Some of this has to do with the support of parties that Mint called NDA lite – the Biju Janata Dal, the Telangana Rashtra Samiti and the YSR Congress, in addition to the Janata Dal (United), which is a BJP ally and the All India Anna Dravida Munnetra Kazhagam, which contested as part of the National Democratic Alliance in the Lok Sabha elections.
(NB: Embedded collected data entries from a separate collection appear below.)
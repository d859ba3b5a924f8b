//! Pipe-table block parsing.

use super::line::TABLE_PIPE;
use crate::model::{Paragraph, Table, TableBorders, TableCell, TableRow};

/// Shading applied to the first row of every table block.
pub const HEADER_SHADING: &str = "E0E0E0";

/// Run of hyphens that marks a header/body separator row.
const SEPARATOR_MARK: &str = "---";

/// Returns true for separator rows such as `|---|:---:|`.
pub fn is_separator_row(line: &str) -> bool {
    line.contains(SEPARATOR_MARK)
}

/// Splits one table row into trimmed cell texts.
///
/// Only the empty segments produced by the outer pipes are discarded;
/// interior empty cells are kept so columns stay aligned.
pub fn split_cells(line: &str) -> Vec<String> {
    let mut segments: Vec<&str> = line.split(TABLE_PIPE).collect();

    if segments.first().is_some_and(|s| s.trim().is_empty()) {
        segments.remove(0);
    }
    if segments.last().is_some_and(|s| s.trim().is_empty()) {
        segments.pop();
    }

    segments.into_iter().map(|s| s.trim().to_string()).collect()
}

/// Converts a buffered block of table lines into a table.
///
/// Rows are not padded to a common width; ragged input is passed through.
pub fn build_table<S: AsRef<str>>(lines: &[S]) -> Table {
    let rows: Vec<TableRow> = lines
        .iter()
        .map(AsRef::as_ref)
        .filter(|line| !is_separator_row(line))
        .enumerate()
        .map(|(index, line)| build_row(line, index == 0))
        .collect();

    let table = Table::with_rows(rows).with_borders(TableBorders::grid());
    if table.is_ragged() {
        log::warn!(
            "Table with ragged rows ({} rows, widest {} cells) kept as-is",
            table.row_count(),
            table.column_count()
        );
    }
    table
}

fn build_row(line: &str, is_header: bool) -> TableRow {
    let texts = split_cells(line);
    let width = if texts.is_empty() {
        100.0
    } else {
        100.0 / texts.len() as f32
    };

    let cells = texts
        .into_iter()
        .map(|text| {
            let cell = TableCell::with_content(vec![Paragraph::text(text)]).with_width(width);
            if is_header {
                cell.with_background(HEADER_SHADING)
            } else {
                cell
            }
        })
        .collect();

    TableRow { cells, is_header }
}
But the result was not helped by abstentions and absences from other parties. According to the Indian Express, this included four Congress Members of Parliament, six from the Samajadwai Party, four from the Bahujan Samaj Party, two each from the Nationalist Congress Party (including party chief Sharad Pawar and Praful Patel), the Telugu Desam Party and the People’s Democratic Party and 1 from the Dravida Munnetra Kazagham, the Communist Party of India (Marxist) and the Trinamool Congress.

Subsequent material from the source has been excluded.